Sementara Airlangga adalah anak pasangan raja Udayana wangsa Warmadewa dari Bali dengan putri Kerajaan Medang bernama Mahendradatta Airlangga merupakan pewaris kekuasaan Medang dan penerus wangsa Isyana, yang mendirikan Medang Kahuripan. Sebagai kelanjutan Medang yang telah runtuh akibat serangan Haji Wurawari dari Lwaram (sekitar Cepu, Blora) sekutu Sriwijaya musuh besar dari kerajaan Medang dan wangsa Isyana, dikemudian Kerajaan Airlangga tersebut kembali terpecah menjadi kerajaan Janggala dan Panjalu akibat dari perebutan takhta antara kedua putranya Sri Samarawijaya dan Mapanji Garasakan.

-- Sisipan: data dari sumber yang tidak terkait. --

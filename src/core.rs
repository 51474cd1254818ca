//! Configuration registry: the static table of supported `(mechanism,
//! primitive)` cores and their fixed parameters, plus the flag encoding
//! used to select one.

use crate::errors::DrbgError;

/// One of the three SP 800-90A mechanisms.
#[derive(Clone, Copy, Debug, Eq, PartialEq, Hash)]
pub enum Mechanism {
    Hash,
    Hmac,
    Ctr,
}

/// Underlying hash or block cipher primitive a core is built on.
#[derive(Clone, Copy, Debug, Eq, PartialEq, Hash)]
pub enum Primitive {
    Sha1,
    Sha256,
    Sha384,
    Sha512,
    Aes128,
    Aes192,
    Aes256,
}

/// A `(mechanism, primitive)` pair identifying one supported core.
/// Prediction resistance is handled separately — it toggles independently
/// of which core is selected.
#[derive(Clone, Copy, Debug, Eq, PartialEq, Hash)]
pub struct CoreId {
    pub mechanism: Mechanism,
    pub primitive: Primitive,
}

impl CoreId {
    pub const fn new(mechanism: Mechanism, primitive: Primitive) -> Self {
        CoreId { mechanism, primitive }
    }
}

/// Fixed per-algorithm parameters, immutable once a core is selected.
#[derive(Clone, Copy, Debug)]
pub struct CoreParams {
    pub id: CoreId,
    /// Size in bytes of the `V`/`C` state buffers.
    pub state_len: usize,
    /// Digest size for Hash/HMAC, 16 (AES block size) for CTR.
    pub block_len: usize,
    /// Security strength in bytes, used to size entropy requests.
    pub security_strength: usize,
}

impl CoreParams {
    /// CTR-only: key length implied by `state_len - block_len`. Zero for
    /// Hash/HMAC, where the full `state_len` is the running value, not a
    /// key/counter split.
    pub const fn key_len(&self) -> usize {
        match self.id.mechanism {
            Mechanism::Ctr => self.state_len - self.block_len,
            Mechanism::Hash | Mechanism::Hmac => 0,
        }
    }
}

macro_rules! core_row {
    ($mechanism:expr, $primitive:expr, $state_len:expr, $block_len:expr, $strength:expr) => {
        CoreParams {
            id: CoreId::new($mechanism, $primitive),
            state_len: $state_len,
            block_len: $block_len,
            security_strength: $strength,
        }
    };
}

/// Every supported `(mechanism, primitive)` combination, in declaration
/// order. Lookup is first-match on `(mechanism, primitive)`, mirroring the
/// reference table's flag-masking walk.
pub static CORES: &[CoreParams] = &[
    core_row!(Mechanism::Hash, Primitive::Sha1, 55, 20, 16),
    core_row!(Mechanism::Hash, Primitive::Sha256, 55, 32, 32),
    core_row!(Mechanism::Hash, Primitive::Sha384, 111, 48, 32),
    core_row!(Mechanism::Hash, Primitive::Sha512, 111, 64, 32),
    core_row!(Mechanism::Hmac, Primitive::Sha1, 20, 20, 16),
    core_row!(Mechanism::Hmac, Primitive::Sha256, 32, 32, 32),
    core_row!(Mechanism::Hmac, Primitive::Sha384, 48, 48, 32),
    core_row!(Mechanism::Hmac, Primitive::Sha512, 64, 64, 32),
    core_row!(Mechanism::Ctr, Primitive::Aes128, 32, 16, 16),
    core_row!(Mechanism::Ctr, Primitive::Aes192, 40, 16, 24),
    core_row!(Mechanism::Ctr, Primitive::Aes256, 48, 16, 32),
];

/// Look up the parameters for a core, first match in declaration order.
pub fn lookup(id: CoreId) -> Result<&'static CoreParams, DrbgError> {
    CORES
        .iter()
        .find(|c| c.id == id)
        .ok_or(DrbgError::InvalidArgument("unknown (mechanism, primitive) combination"))
}

/// Flag bits for [`crate::controller::Drbg::reinit`]: one mechanism bit,
/// one primitive bit, optionally the prediction-resistance bit. Plain
/// constants rather than a typed bitflags wrapper, since a decoded flag
/// word is only ever consumed once, at `reinit`/`decode_flags` time.
/// `flags = 0` is reserved by the controller to mean "keep the previously
/// selected core".
pub mod flags {
    pub const HASH: u32 = 0x0001;
    pub const HMAC: u32 = 0x0002;
    pub const CTR: u32 = 0x0004;
    pub const SHA1: u32 = 0x0010;
    pub const SHA256: u32 = 0x0020;
    pub const SHA384: u32 = 0x0040;
    pub const SHA512: u32 = 0x0080;
    pub const AES128: u32 = 0x0100;
    pub const AES192: u32 = 0x0200;
    pub const AES256: u32 = 0x0400;
    pub const PREDICTION_RESISTANCE: u32 = 0x1000;
}

/// Decode a non-zero flag word into a `(CoreId, prediction_resistance)`
/// pair. `flags = 0` is the caller's responsibility to special-case.
pub fn decode_flags(bits: u32) -> Result<(CoreId, bool), DrbgError> {
    let mechanism = if bits & flags::HASH != 0 {
        Mechanism::Hash
    } else if bits & flags::HMAC != 0 {
        Mechanism::Hmac
    } else if bits & flags::CTR != 0 {
        Mechanism::Ctr
    } else {
        return Err(DrbgError::InvalidArgument("flags select no mechanism"));
    };

    let primitive = if bits & flags::SHA1 != 0 {
        Primitive::Sha1
    } else if bits & flags::SHA256 != 0 {
        Primitive::Sha256
    } else if bits & flags::SHA384 != 0 {
        Primitive::Sha384
    } else if bits & flags::SHA512 != 0 {
        Primitive::Sha512
    } else if bits & flags::AES128 != 0 {
        Primitive::Aes128
    } else if bits & flags::AES192 != 0 {
        Primitive::Aes192
    } else if bits & flags::AES256 != 0 {
        Primitive::Aes256
    } else {
        return Err(DrbgError::InvalidArgument("flags select no primitive"));
    };

    Ok((CoreId::new(mechanism, primitive), bits & flags::PREDICTION_RESISTANCE != 0))
}

#[cfg(test)]
mod tests {
    use super::*;

    #[test]
    fn key_len_is_zero_outside_ctr() {
        let p = lookup(CoreId::new(Mechanism::Hmac, Primitive::Sha256)).unwrap();
        assert_eq!(p.key_len(), 0);
    }

    #[test]
    fn ctr_key_len_matches_state_minus_block() {
        let p = lookup(CoreId::new(Mechanism::Ctr, Primitive::Aes256)).unwrap();
        assert_eq!(p.key_len(), 32);
        assert_eq!(p.block_len, 16);
        assert_eq!(p.state_len, 48);
    }

    #[test]
    fn unknown_combination_is_rejected() {
        // Hash mechanism paired with an AES primitive does not exist in the
        // table.
        let id = CoreId::new(Mechanism::Hash, Primitive::Aes128);
        assert!(lookup(id).is_err());
    }

    #[test]
    fn decode_flags_extracts_mechanism_primitive_and_pr() {
        let bits = flags::CTR | flags::AES192 | flags::PREDICTION_RESISTANCE;
        let (id, pr) = decode_flags(bits).unwrap();
        assert_eq!(id.mechanism, Mechanism::Ctr);
        assert_eq!(id.primitive, Primitive::Aes192);
        assert!(pr);
    }

    #[test]
    fn decode_flags_rejects_missing_mechanism() {
        assert!(decode_flags(flags::SHA256).is_err());
    }

    #[test]
    fn all_cores_satisfy_state_len_ge_block_len() {
        for core in CORES {
            assert!(core.state_len >= core.block_len);
        }
    }
}
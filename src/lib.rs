//! A Rust implementation of the NIST SP 800-90A deterministic random bit
//! generators: Hash DRBG (§10.1.1), HMAC DRBG (§10.1.2), and CTR DRBG
//! (§10.2.1).
//!
//! Three mechanisms are provided behind a common [`Drbg`] handle, each
//! pluggable with one of several hash or block-cipher primitives (see
//! [`core::CoreId`] for the supported combinations). A process-wide
//! singleton is available through the free functions in this module for
//! callers that want a single shared generator rather than managing their
//! own `Drbg` instance; either way, the entropy source is external
//! (`getrandom`-backed by default, but replaceable by implementing
//! [`entropy::EntropySource`]).
//!
//! # Example
//! ```
//! use sp90a_drbg::{chain, core::{CoreId, Mechanism, Primitive}, Drbg};
//!
//! let mut drbg = Drbg::new(
//!     CoreId::new(Mechanism::Hmac, Primitive::Sha256),
//!     false,
//!     chain!(&b"example personalization string"[..]),
//! ).expect("entropy source should be available");
//!
//! let mut out = [0u8; 32];
//! drbg.generate(&mut out, chain!()).expect("generate should succeed");
//! ```

pub mod arith;
pub mod chain;
pub mod controller;
pub mod core;
pub mod entropy;
pub mod errors;
pub mod global;
pub mod mechanisms;
pub mod primitives;
pub mod selftest;
pub mod state;

pub use chain::Chain;
pub use controller::{Drbg, DrbgStats};
pub use core::{decode_flags, flags, CoreId, CoreParams, Mechanism, Primitive};
pub use entropy::{EntropySource, OsEntropySource, TestHook};
pub use errors::{DrbgError, DrbgResult};

/// Idempotent process-wide initialization.
///
/// `full = false` only prepares the lock cell; `full = true` additionally
/// instantiates [`global::DEFAULT_CORE`] the first time it is called.
pub fn init(full: bool) -> DrbgResult<()> {
    global::init(full)
}

/// Reinitialize the process-wide DRBG. `core_id = None` retains the
/// previously selected core, matching `flags = 0` in the reference
/// implementation's terms.
pub fn reinit(core_id: Option<CoreId>, prediction_resistance: bool, pers: Chain<'_>) -> DrbgResult<()> {
    global::reinit(core_id, prediction_resistance, pers)
}

/// Fill `out` with random bytes from the process-wide DRBG, auto-
/// initializing it on first use.
pub fn randomize(out: &mut [u8]) -> DrbgResult<()> {
    global::randomize(out)
}

/// As [`randomize`], mixing `addtl` into the generate call as additional
/// input.
pub fn randomize_with_addtl(out: &mut [u8], addtl: Chain<'_>) -> DrbgResult<()> {
    global::randomize_with_addtl(out, addtl)
}

/// Reseed the process-wide DRBG using `buf` as additional input, auto-
/// initializing it first if needed.
pub fn add_bytes(buf: &[u8]) -> DrbgResult<()> {
    global::add_bytes(buf)
}

/// Forward to the process-wide DRBG's entropy source, if initialized.
pub fn close_fds() {
    global::close_fds()
}

/// Run the known-answer test suite and sanity checks against the
/// compiled-in mechanisms.
pub fn selftest() -> DrbgResult<()> {
    selftest::run()
}

impl rand_core::RngCore for Drbg {
    /// # Panics
    /// Panics if `generate` fails — an exhausted or failing entropy source,
    /// most plausibly under fork-triggered reseeding. Matches the contract
    /// `RngCore` implementations in this ecosystem (e.g. `OsRng`) already
    /// carry: the trait itself has no fallible path.
    fn next_u32(&mut self) -> u32 {
        let mut bytes = [0u8; 4];
        self.generate(&mut bytes, Chain::empty()).expect("DRBG generate should not fail");
        u32::from_le_bytes(bytes)
    }

    /// # Panics
    /// See [`Self::next_u32`].
    fn next_u64(&mut self) -> u64 {
        let mut bytes = [0u8; 8];
        self.generate(&mut bytes, Chain::empty()).expect("DRBG generate should not fail");
        u64::from_le_bytes(bytes)
    }

    /// # Panics
    /// See [`Self::next_u32`].
    fn fill_bytes(&mut self, dst: &mut [u8]) {
        if dst.is_empty() {
            return;
        }
        self.generate(dst, Chain::empty()).expect("DRBG generate should not fail");
    }
}
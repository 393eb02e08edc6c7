//! Multiplier-to-score mapping.
//!
//! Scores are taken from the defender's point of view: taking less damage is
//! better, so smaller multipliers map to larger scores. The attacker-side
//! score for the same multiplier is the negation.

use crate::chart::Multiplier;

/// Defender-side score for a received damage multiplier.
pub const fn defense_score(multiplier: Multiplier) -> i32 {
    match multiplier {
        Multiplier::Quadruple => -2,
        Multiplier::Double => -1,
        Multiplier::Neutral => 0,
        Multiplier::Half => 1,
        Multiplier::Quarter => 2,
        Multiplier::Immune => 3,
    }
}

/// Attacker-side score for a dealt damage multiplier.
pub const fn attack_score(multiplier: Multiplier) -> i32 {
    -defense_score(multiplier)
}
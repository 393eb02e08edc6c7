pub mod multiplier;
pub mod table;
pub mod types;

pub use multiplier::{ChartError, Multiplier};
pub use table::TypeChart;
pub use types::{TypeId, TYPE_COUNT};
//! Relative offensive and defensive strength scoring for the 18 elemental
//! types (and all unordered pairs) of a fixed type-effectiveness chart.
//!
//! Pipeline: chart -> multiplier-to-score mapping -> aggregation over all
//! opposing types -> min-max normalization (exact decimal) -> weighted
//! composite ranking. Pure and deterministic; one pass per invocation.

pub mod chart;
pub mod cli;
pub mod ranking;
pub mod report;
pub mod scoring;
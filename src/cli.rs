use crate::chart::TypeChart;
use crate::report::{build_report, render_report, ReportConfig};
use crate::scoring::aggregate::AttackCoverage;

#[derive(Debug, Clone, Copy, PartialEq, Eq)]
pub enum Command {
    /// Full pipeline report (the default when no command is given).
    Report,
    /// Chart consistency self-check.
    Check,
}

#[derive(Debug, Clone, Copy, PartialEq, Eq)]
pub struct CliOptions {
    pub command: Command,
    pub json: bool,
    pub config: ReportConfig,
}

/// Parse arguments after the binary name. `None` means unusable input.
pub fn parse_args(args: &[String]) -> Option<CliOptions> {
    let mut options = CliOptions {
        command: Command::Report,
        json: false,
        config: ReportConfig::default(),
    };

    let mut rest = &args[1.min(args.len())..];
    if rest.first().map(String::as_str) == Some("check") {
        options.command = Command::Check;
        rest = &rest[1..];
    }

    for arg in rest {
        match arg.as_str() {
            "--json" => options.json = true,
            "--no-tables" => options.config.score_tables = false,
            "--no-chart" => options.config.chart_dump = false,
            "--no-composite" => options.config.composite = false,
            "--raw" => options.config.normalize = false,
            "--single-coverage" => options.config.coverage = AttackCoverage::SingleOnly,
            _ => return None,
        }
    }
    Some(options)
}

fn usage() {
    eprintln!(
        "usage: porygon [check] [--json] [--no-tables] [--no-chart] [--no-composite] [--raw] [--single-coverage]"
    );
}

pub fn run_with_args(args: &[String]) -> i32 {
    let Some(options) = parse_args(args) else {
        usage();
        return 2;
    };

    match options.command {
        Command::Check => handle_check(),
        Command::Report => handle_report(&options),
    }
}

fn handle_check() -> i32 {
    match TypeChart::standard().verify() {
        Ok(()) => {
            println!("chart check passed: all cells and pairwise products map to scores");
            0
        }
        Err(err) => {
            eprintln!("chart check failed: {err}");
            1
        }
    }
}

fn handle_report(options: &CliOptions) -> i32 {
    let chart = TypeChart::standard();
    if options.json {
        let report = match build_report(chart, &options.config) {
            Ok(report) => report,
            Err(err) => {
                eprintln!("report failed: {err}");
                return 1;
            }
        };
        match serde_json::to_string_pretty(&report) {
            Ok(payload) => {
                println!("{payload}");
                0
            }
            Err(err) => {
                eprintln!("failed to serialize report: {err}");
                1
            }
        }
    } else {
        match render_report(chart, &options.config) {
            Ok(text) => {
                print!("{text}");
                0
            }
            Err(err) => {
                eprintln!("report failed: {err}");
                1
            }
        }
    }
}
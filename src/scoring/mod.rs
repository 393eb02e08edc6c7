pub mod aggregate;
pub mod normalize;
pub mod score;

pub use aggregate::{
    attack_rankings, defense_rankings, dual_coverage_attack_score, pair_defense_score,
    single_attack_score, single_defense_score, AttackCoverage, ScoreGroups, TYPE_SEPARATOR,
};
pub use normalize::{normalize, SCORE_SCALE};
pub use score::{attack_score, defense_score};
//! Composite ranking: normalized defense blended with the members' average
//! normalized attack score.

use std::collections::HashMap;
use std::fmt;

use bigdecimal::{BigDecimal, RoundingMode};

use crate::scoring::aggregate::{ScoreGroups, TYPE_SEPARATOR};
use crate::scoring::normalize::SCORE_SCALE;

/// Weight of the attack contribution relative to defense.
pub const ATTACK_COEFFICIENT: &str = "0.75";

#[derive(Debug, Clone, PartialEq, Eq)]
pub enum RankError {
    /// A defense label names a type with no normalized attack score.
    MissingAttackScore { type_name: String },
}

impl fmt::Display for RankError {
    fn fmt(&self, f: &mut fmt::Formatter<'_>) -> fmt::Result {
        match self {
            Self::MissingAttackScore { type_name } => {
                write!(f, "no normalized attack score for type '{type_name}'")
            }
        }
    }
}

impl std::error::Error for RankError {}

fn attack_coefficient() -> BigDecimal {
    ATTACK_COEFFICIENT
        .parse()
        .unwrap_or_else(|_| unreachable!("ATTACK_COEFFICIENT is a valid decimal literal"))
}

/// Blend normalized defense and attack rankings into one composite ranking.
///
/// For each defense label: split into member types, average the members'
/// normalized attack scores (division at [`SCORE_SCALE`] digits, half-up),
/// weight by [`ATTACK_COEFFICIENT`], add to the defense score. Grouping and
/// ascending order follow the same rules as the inputs.
pub fn composite_rankings(
    defense: &ScoreGroups<BigDecimal>,
    attack: &ScoreGroups<BigDecimal>,
) -> Result<ScoreGroups<BigDecimal>, RankError> {
    let mut attack_by_type: HashMap<&str, &BigDecimal> = HashMap::new();
    for (score, labels) in attack.iter() {
        for label in labels {
            attack_by_type.insert(label.as_str(), score);
        }
    }

    let coefficient = attack_coefficient();
    let mut composite = ScoreGroups::new();
    for (defense_score, labels) in defense.iter() {
        for label in labels {
            let mut member_count = 0;
            let mut attack_sum = BigDecimal::from(0);
            for member in label.split(TYPE_SEPARATOR) {
                let score =
                    attack_by_type
                        .get(member)
                        .ok_or_else(|| RankError::MissingAttackScore {
                            type_name: member.to_string(),
                        })?;
                attack_sum = attack_sum + *score;
                member_count += 1;
            }
            let attack_mean = (attack_sum / BigDecimal::from(member_count))
                .with_scale_round(SCORE_SCALE, RoundingMode::HalfUp);
            let score = defense_score + attack_mean * &coefficient;
            composite.insert(score, label.clone());
        }
    }
    Ok(composite)
}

  1. ^ a b WIJAYANTO, Totok (25 Januari 2012). "Jalatunda, "Patirtan" Terkuno". Kompas. (mirror link). Diakses tanggal 12 Oktober 2020. 
  2. ^ Bosch, F.; Haan, B. de (1965). "The oldjavanese bathing place of Jalatunda". Bijdragen tot de Taal-, Land- en Volkenkunde. KITLV. 121 (2): 189–232. 
  3. ^ Anonim (3 Januari 2020). "Petirtaan Jolotundo". Diarsipkan dari versi asli tanggal 2020-10-19. Diakses tanggal 12 Oktober 2020.